Jakarta, FORTUNE - Menteri ESDM Arifin Tasrif mengungkap sejumlah kendala yang menyebabkan berlarut-larutnya pembentukan badan layanan umum (BLU) atau entitas khusus batu bara. Beberapa bulan terakhir, kata dia, izin prakarsa tak kunjung disetujui karena masih adanya perdebatan terkait bentuk aturan yang bakal digunakan: Peraturan Pemerintah (PP) atau Peraturan Presiden (Perpres).
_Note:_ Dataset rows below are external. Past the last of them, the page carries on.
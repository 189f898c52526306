//! Blocking HTTP retrieval behind a trait seam so pipelines can run against
//! canned bytes in tests.

use std::time::Duration;

use tracing::debug;

/// Network-level failure: timeout, connection error, or a non-2xx response.
/// Treated identically to a parse failure by the pipeline and routed to the
/// fallback path; never fatal to a batch.
#[derive(Debug, thiserror::Error)]
pub enum FetchError {
    #[error("request to {url} failed: {reason}")]
    Transient { url: String, reason: String },
    #[error("{url} returned HTTP {status}")]
    Status { url: String, status: u16 },
}

/// Source of raw publication bytes for one URL.
pub trait Fetcher {
    fn fetch(&self, url: &str, timeout: Duration) -> Result<Vec<u8>, FetchError>;
}

/// Synchronous HTTP GET with a per-request timeout and a static user agent.
/// No request body, no auth headers, no retries: retry/backoff is a concern
/// for the layer above, not the core.
pub struct HttpFetcher {
    client: reqwest::blocking::Client,
}

impl HttpFetcher {
    pub fn new(user_agent: &str) -> Result<Self, reqwest::Error> {
        let client = reqwest::blocking::Client::builder()
            .user_agent(user_agent.to_string())
            .build()?;
        Ok(Self { client })
    }
}

impl Fetcher for HttpFetcher {
    fn fetch(&self, url: &str, timeout: Duration) -> Result<Vec<u8>, FetchError> {
        let response = self
            .client
            .get(url)
            .timeout(timeout)
            .send()
            .map_err(|err| FetchError::Transient {
                url: url.to_string(),
                reason: err.to_string(),
            })?;

        let status = response.status();
        if !status.is_success() {
            return Err(FetchError::Status {
                url: url.to_string(),
                status: status.as_u16(),
            });
        }

        let bytes = response.bytes().map_err(|err| FetchError::Transient {
            url: url.to_string(),
            reason: err.to_string(),
        })?;
        debug!(url, bytes = bytes.len(), "downloaded");
        Ok(bytes.to_vec())
    }
}
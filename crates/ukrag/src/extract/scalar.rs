//! Cell-pattern matcher: locates a single metric value inside a grid by row
//! keyword matching plus a plausibility value-range guard.
//!
//! The range guard is the only defence against false positives in tables with
//! no structural schema. It is deliberately heuristic: values outside the
//! historically observed band are rejected even if genuine.

use std::ops::Range;

use tracing::debug;

use crate::tabular::{Grid, Workbook};

/// Content pattern describing where a metric value plausibly lives.
#[derive(Debug, Clone)]
pub struct ScalarPattern {
    /// A row matches when ALL keywords of ANY one set appear in its
    /// case-folded text (e.g. `["england"]` or `["total", "crime"]`).
    pub keyword_sets: &'static [&'static [&'static str]],
    /// Inclusive plausibility bounds; the first in-range numeric cell on a
    /// matching row wins.
    pub value_range: (f64, f64),
    /// Optional restriction of the cell scan to a column range.
    pub scan_columns: Option<Range<usize>>,
    /// Sheet-name fragments that mark the sheet worth trying first.
    pub sheet_hints: &'static [&'static str],
}

impl ScalarPattern {
    fn row_matches(&self, row_text: &str) -> bool {
        self.keyword_sets
            .iter()
            .any(|set| set.iter().all(|keyword| row_text.contains(keyword)))
    }

    fn in_range(&self, value: f64) -> bool {
        let (min, max) = self.value_range;
        value >= min && value <= max
    }
}

/// Scan grid rows top-down for the first cell satisfying both the keyword
/// and range constraints. First match wins; `None` when nothing qualifies.
pub fn find_scalar(grid: &Grid, pattern: &ScalarPattern) -> Option<f64> {
    for (index, row) in grid.rows().iter().enumerate() {
        let row_text = grid.row_text(index);
        if row_text.is_empty() || !pattern.row_matches(&row_text) {
            continue;
        }

        let columns = match &pattern.scan_columns {
            Some(range) => range.clone(),
            None => 0..row.len(),
        };
        for column in columns {
            let Some(value) = row.get(column).and_then(|cell| cell.as_number()) else {
                continue;
            };
            if pattern.in_range(value) {
                debug!(row = index, column, value, "scalar match");
                return Some(value);
            }
        }
    }
    None
}

/// Apply the pattern across a workbook: the hinted sheet first, then every
/// other sheet in order, mirroring how the publications bury summary tables
/// in unpredictable sheets.
pub fn find_in_workbook(workbook: &Workbook, pattern: &ScalarPattern) -> Option<f64> {
    let mut tried = None;
    if let Some((name, grid)) = workbook.by_hint_entry(pattern.sheet_hints) {
        if let Some(value) = find_scalar(grid, pattern) {
            return Some(value);
        }
        tried = Some(name);
    }
    workbook
        .iter()
        .filter(|(name, _)| Some(*name) != tried)
        .find_map(|(_, grid)| find_scalar(grid, pattern))
}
Meski demikian, beberapa kementerian dan/atau lembaga yang membahas pembentukan BLU tersebut telah melakukan rapat klarifikasi untuk membahas izin prakarsa yang diminta. Hasilnya diperlukan penjelasan tambahan dari Kementerian ESDM kepada Sekretariat Negara agar payung hukum yang digunakan dapat berupa Perpres.
"Proses BLU sendiri sekarang ini dalam proses finalisasi dalam artian memang ada dispute terakhir apakah ini Perpres atau PP. Posisi kami memang berharap pada Perpres untuk itu kami sudah melakukan komunikasi, harmonisasi, dengan kementerian terkait dan dalam waktu dekat," ujar Arifin di Komisi VII, Selasa (9/8).
Sejauh ini, lanjut Arifin, kementeriannya telah menggelar lebih dari enam kali rapat bersama kementerian dan lembaga serta asosiasi pengusaha. Tujuannya, agar mekanisme pemungutan, pengelolaan serta pemberian kompensasi batu bara dari dan untuk pengusaha dapat dilakukan dengan optimal.
"Kami sekarang sedang menentukan due date pelaksanaan BLU ini awal Januari 2022. Jadi proses BLU ini tidak akan menyebabkan pelaksanaan klausul-klausul, kondisi-kondisi, yang sudah kita terapkan, baru berlaku pada saat BLU ini terbit," tutur Arifin.
Sembari menyelesaikan alas hukum pembentukan BLU tersebut, Kementerian ESDM bersama Kementerian Keuangan juga telah menyiapkan draf aturan turunannya baik berupa peraturan menteri maupun keputusan menteri.
"Jadi akan kita sosialisasikan dengan para pengusaha batu bara. Jadi walaupun BLU ini terbit bulan depan, berlakunya tetap dari awal tahun. Nah ini juga jadi rambu-rambu buat kita bagaimana mendisiplinkan tugas dan kewajiban masing-masing," jelasnya.
Skema pemungutan dan penyaluran dana
Dalam kesempatan itu, Arifin juga menjel skema penghimpunan dan penyaluran dana kompensasi domestic market obligation (DMO) DMO batu bara lewat BLU atau entitas khusus yang akan dibentuk nantinya.
Pertama, pengguna batu bara dalam negeri baik dari sektor ketenagalistrikan maupun industri menyampaikan rencana kebutuhan batu bara satu tahun, yang akan ditinjau kembali tiap tiga bulan.
Lalu, seluruh badan usaha pertambangan pemegang IUP, UPK, PKP2B wajib melakukan pembayaran dana kompensasi DMO batu bara berdasarkan rasio tarif pungutan yang ditentukan di Direktorat Jenderal Minerba per tiga bulan (kuartalan). Pembayaran tersebut bakal dilakukan melalui aplikasi khusus DMO batu bara.
Kemudian BLU akan melakukan proses pemungutan dan penyaluran dana kompensasi serta melakukan monitoring dana dan bukti pembayaran kompensasi DMO batu bara, serta menerbitkan invoice apabila terjadi kurang bayar. Proses tersebut, jelas Arifin, juga akan dilakukan lewat aplikasi DMO batu bara.
Selanjutnya, terhadap dana yang dipungut, BLU akan menyalurkan kompensasi pada badan usaha batu bara pemasok PLN dan industri domestik lainnya berdasarkan potensi selisih pembayaran penyaluran sesuai harga batu bara acuan aktual.
Dalam hal ini badan usaha pertambangan akan mengeluarkan dua invoice yaitu invoice HBA kepada PLN atau juga kepada HBA industri. Adapun HBA yang ditentukan untuk PLN adalah US$70 per ton, sementara industri (khusus semen dan pupuk) sebesar US$90 per ton.
"BLI juga sekaligus menyertakan invoice selisih antara HBA pasar dengan HBA DMO tersebut. Ditjen Minerba akan melakukan verifikasi besaran dana kompensasi batu bara atas invoice yang disampaikan badan usaha pertambangan dengan aplikasi DMO batu bara," tandasnya.